Exercise directions: Output verbatim the line with "payload[0] = (18 << 3) | 0x02;" together with every line beneath it, ending at the last line of the entries.

Records shown:

// ---------------------------------------------------------------------------
// Tests
// ---------------------------------------------------------------------------

#[cfg(test)]
mod tests {
    use super::*;
    use crate::beast::FrameKind;

    fn hex_frame(hex: &str) -> Frame {
        let payload: Vec<u8> = (0..hex.len())
            .step_by(2)
            .map(|i| u8::from_str_radix(&hex[i..i + 2], 16).unwrap())
            .collect();
        assert_eq!(payload.len(), 14);
        Frame {
            kind: FrameKind::ModeSLong,
            timestamp: 0,
            signal_level: 0xC8,
            payload,
        }
    }

    // -- Identification --

    #[test]
    fn test_decode_identification_klm() {
        let msg = decode(&hex_frame("8D4840D6202CC371C32CE0576098"), 1.0).unwrap();
        assert_eq!(msg.df, 17);
        assert_eq!(icao_to_string(&msg.icao), "4840D6");
        match msg.kind {
            MsgKind::Identification { callsign, .. } => assert_eq!(callsign, "KLM1023"),
            other => panic!("expected identification, got {other:?}"),
        }
    }

    #[test]
    fn test_decode_identification_ezy() {
        let msg = decode(&hex_frame("8D406B902015A678D4D220AA4BDA"), 1.0).unwrap();
        match msg.kind {
            MsgKind::Identification { callsign, .. } => assert_eq!(callsign, "EZY85MH"),
            other => panic!("expected identification, got {other:?}"),
        }
    }

    #[test]
    fn test_decode_callsign_trims_trailing_spaces() {
        // "KLM1023 " on the wire; the trailing space must be trimmed
        let data = [0x2C, 0xC3, 0x71, 0xC3, 0x2C, 0xE0];
        assert_eq!(decode_callsign(&data), "KLM1023");
    }

    // -- Position --

    #[test]
    fn test_decode_position_even() {
        let msg = decode(&hex_frame("8D40621D58C382D690C8AC2863A7"), 1.0).unwrap();
        assert_eq!(icao_to_string(&msg.icao), "40621D");
        match msg.kind {
            MsgKind::Position {
                altitude_ft,
                cpr_lat,
                cpr_lon,
                cpr_odd,
                on_ground,
                ..
            } => {
                assert_eq!(altitude_ft, Some(38000));
                assert!(!cpr_odd);
                assert_eq!(cpr_lat, 93000);
                assert_eq!(cpr_lon, 51372);
                assert!(!on_ground);
            }
            other => panic!("expected position, got {other:?}"),
        }
    }

    #[test]
    fn test_decode_position_odd() {
        let msg = decode(&hex_frame("8D40621D58C386435CC412692AD6"), 2.0).unwrap();
        match msg.kind {
            MsgKind::Position {
                altitude_ft,
                cpr_lat,
                cpr_lon,
                cpr_odd,
                ..
            } => {
                assert_eq!(altitude_ft, Some(38000));
                assert!(cpr_odd);
                assert_eq!(cpr_lat, 74158);
                assert_eq!(cpr_lon, 50194);
            }
            other => panic!("expected position, got {other:?}"),
        }
    }

    // -- Velocity --

    #[test]
    fn test_decode_velocity_ground() {
        let msg = decode(&hex_frame("8D485020994409940838175B284F"), 1.0).unwrap();
        assert_eq!(icao_to_string(&msg.icao), "485020");
        match msg.kind {
            MsgKind::Velocity {
                speed_kt,
                heading_deg,
                vertical_rate_fpm,
                speed_type,
            } => {
                let speed = speed_kt.unwrap();
                assert!((speed - 159.0).abs() < 1.0, "speed ~159, got {speed}");
                let heading = heading_deg.unwrap();
                assert!(
                    (heading - 182.88).abs() < 0.1,
                    "heading ~182.88, got {heading}"
                );
                assert_eq!(vertical_rate_fpm, Some(-832));
                assert_eq!(speed_type, SpeedType::Ground);
            }
            other => panic!("expected velocity, got {other:?}"),
        }
    }

    // -- Altitude --

    #[test]
    fn test_altitude_q_bit_n100() {
        // Q-bit set, n = 100: (100 * 25) - 1000 = 1500 ft
        let ac12 = ((100 >> 4) << 5) | 0x10 | (100 & 0x0F);
        assert_eq!(decode_altitude_12bit(ac12), Some(1500));
    }

    #[test]
    fn test_altitude_38000() {
        assert_eq!(decode_altitude_12bit(0xC38), Some(38000));
    }

    #[test]
    fn test_altitude_zero_unavailable() {
        assert_eq!(decode_altitude_12bit(0), None);
    }

    #[test]
    fn test_altitude_gillham_unavailable() {
        // Q-bit clear: Gillham-coded, reported as unavailable
        assert_eq!(decode_altitude_12bit(0x800), None);
    }

    #[test]
    fn test_altitude_13bit() {
        assert_eq!(decode_altitude_13bit(0), None);
        // M-bit set: metric, unavailable
        assert_eq!(decode_altitude_13bit(0x40 | 0x10), None);
        // Q-bit set, M clear: n = 100 -> 1500 ft
        let n = 100u32;
        let ac13 = ((n & 0x7E0) << 2) | ((n & 0x10) << 1) | 0x10 | (n & 0x0F);
        assert_eq!(decode_altitude_13bit(ac13), Some(1500));
    }

    // -- Surface --

    #[test]
    fn test_ground_movement_scale() {
        assert_eq!(decode_ground_movement(0), None);
        assert_eq!(decode_ground_movement(1), Some(0.0));
        assert_eq!(decode_ground_movement(2), Some(0.125));
        assert_eq!(decode_ground_movement(13), Some(2.0));
        assert_eq!(decode_ground_movement(39), Some(15.0));
        assert_eq!(decode_ground_movement(93), Some(69.0));
        assert_eq!(decode_ground_movement(124), Some(175.0));
        assert_eq!(decode_ground_movement(125), None);
        assert_eq!(decode_ground_movement(127), None);
    }

    #[test]
    fn test_decode_surface_position() {
        // TC 7 surface frame: movement code 29, track valid, on ground
        let mut payload = vec![0u8; 14];
        payload[0] = 17 << 3;
        payload[1] = 0x48;
        payload[2] = 0x40;
        payload[3] = 0xD6;
        payload[4] = (7 << 3) | 0x01; // TC 7, movement[6:4] = 1
        payload[5] = 0xD0 | 0x08 | 0x02; // movement[3:0] = 13, track valid, track[6:4] = 2
        payload[6] = 0x40 | 0x04 | 0x01; // track[3:0] = 4, odd flag, lat bits
        let frame = Frame {
            kind: FrameKind::ModeSLong,
            timestamp: 0,
            signal_level: 0,
            payload,
        };
        let msg = decode(&frame, 1.0).unwrap();
        match msg.kind {
            MsgKind::Position {
                on_ground,
                ground_speed_kt,
                ground_track_deg,
                cpr_odd,
                altitude_ft,
                ..
            } => {
                assert!(on_ground);
                assert!(cpr_odd);
                assert_eq!(altitude_ft, None);
                // movement code 0b0011101 = 29 -> 2 + 16 * 0.5 = 10 kt
                assert_eq!(ground_speed_kt, Some(10.0));
                // track 0b0100100 = 36 -> 101.25 degrees
                assert_eq!(ground_track_deg, Some(36.0 * 360.0 / 128.0));
            }
            other => panic!("expected position, got {other:?}"),
        }
    }

    // -- Filtering --

    #[test]
    fn test_short_frame_ignored() {
        let frame = Frame {
            kind: FrameKind::ModeSShort,
            timestamp: 0,
            signal_level: 0,
            payload: vec![0x28; 7],
        };
        assert!(decode(&frame, 1.0).is_none());
    }

    #[test]
    fn test_unsupported_df_skipped() {
        // DF11 all-call reply in a long frame: filtered, not an error
        let mut payload = vec![0u8; 14];
        payload[0] = 11 << 3;
        let frame = Frame {
            kind: FrameKind::ModeSLong,
            timestamp: 0,
            signal_level: 0,
            payload,
        };
        assert!(decode(&frame, 1.0).is_none());
    }

    #[test]
    fn test_unhandled_type_code_yields_icao_and_df() {
        // TC 28 (aircraft status): header survives as Other
        let mut payload = vec![0u8; 14];
        payload[0] = (17 << 3) | 0x05;
        payload[1] = 0x48;
        payload[2] = 0x40;
        payload[3] = 0xD6;
        payload[4] = 28 << 3;
        let frame = Frame {
            kind: FrameKind::ModeSLong,
            timestamp: 0,
            signal_level: 0,
            payload,
        };
        let msg = decode(&frame, 1.0).unwrap();
        assert_eq!(msg.df, 17);
        assert_eq!(msg.ca, 5);
        assert_eq!(icao_to_string(&msg.icao), "4840D6");
        assert_eq!(msg.kind, MsgKind::Other { type_code: 28 });
    }

    #[test]
    fn test_df18_decoded() {
        let mut payload = vec![0u8; 14];
        payload[0] = (18 << 3) | 0x02;
        payload[4] = 28 << 3;
        let frame = Frame {
            kind: FrameKind::ModeSLong,
            timestamp: 0,
            signal_level: 0,
            payload,
        };
        let msg = decode(&frame, 1.0).unwrap();
        assert_eq!(msg.df, 18);
        assert_eq!(msg.ca, 2);
    }

    #[test]
    fn test_decode_is_idempotent() {
        let frame = hex_frame("8D40621D58C382D690C8AC2863A7");
        let a = decode(&frame, 5.0).unwrap();
        let b = decode(&frame, 5.0).unwrap();
        assert_eq!(a, b);
    }
}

Answer for this exercise:
        payload[0] = (18 << 3) | 0x02;
        payload[4] = 28 << 3;
        let frame = Frame {
            kind: FrameKind::ModeSLong,
            timestamp: 0,
            signal_level: 0,
            payload,
        };
        let msg = decode(&frame, 1.0).unwrap();
        assert_eq!(msg.df, 18);
        assert_eq!(msg.ca, 2);
    }

    #[test]
    fn test_decode_is_idempotent() {
        let frame = hex_frame("8D40621D58C382D690C8AC2863A7");
        let a = decode(&frame, 5.0).unwrap();
        let b = decode(&frame, 5.0).unwrap();
        assert_eq!(a, b);
    }
}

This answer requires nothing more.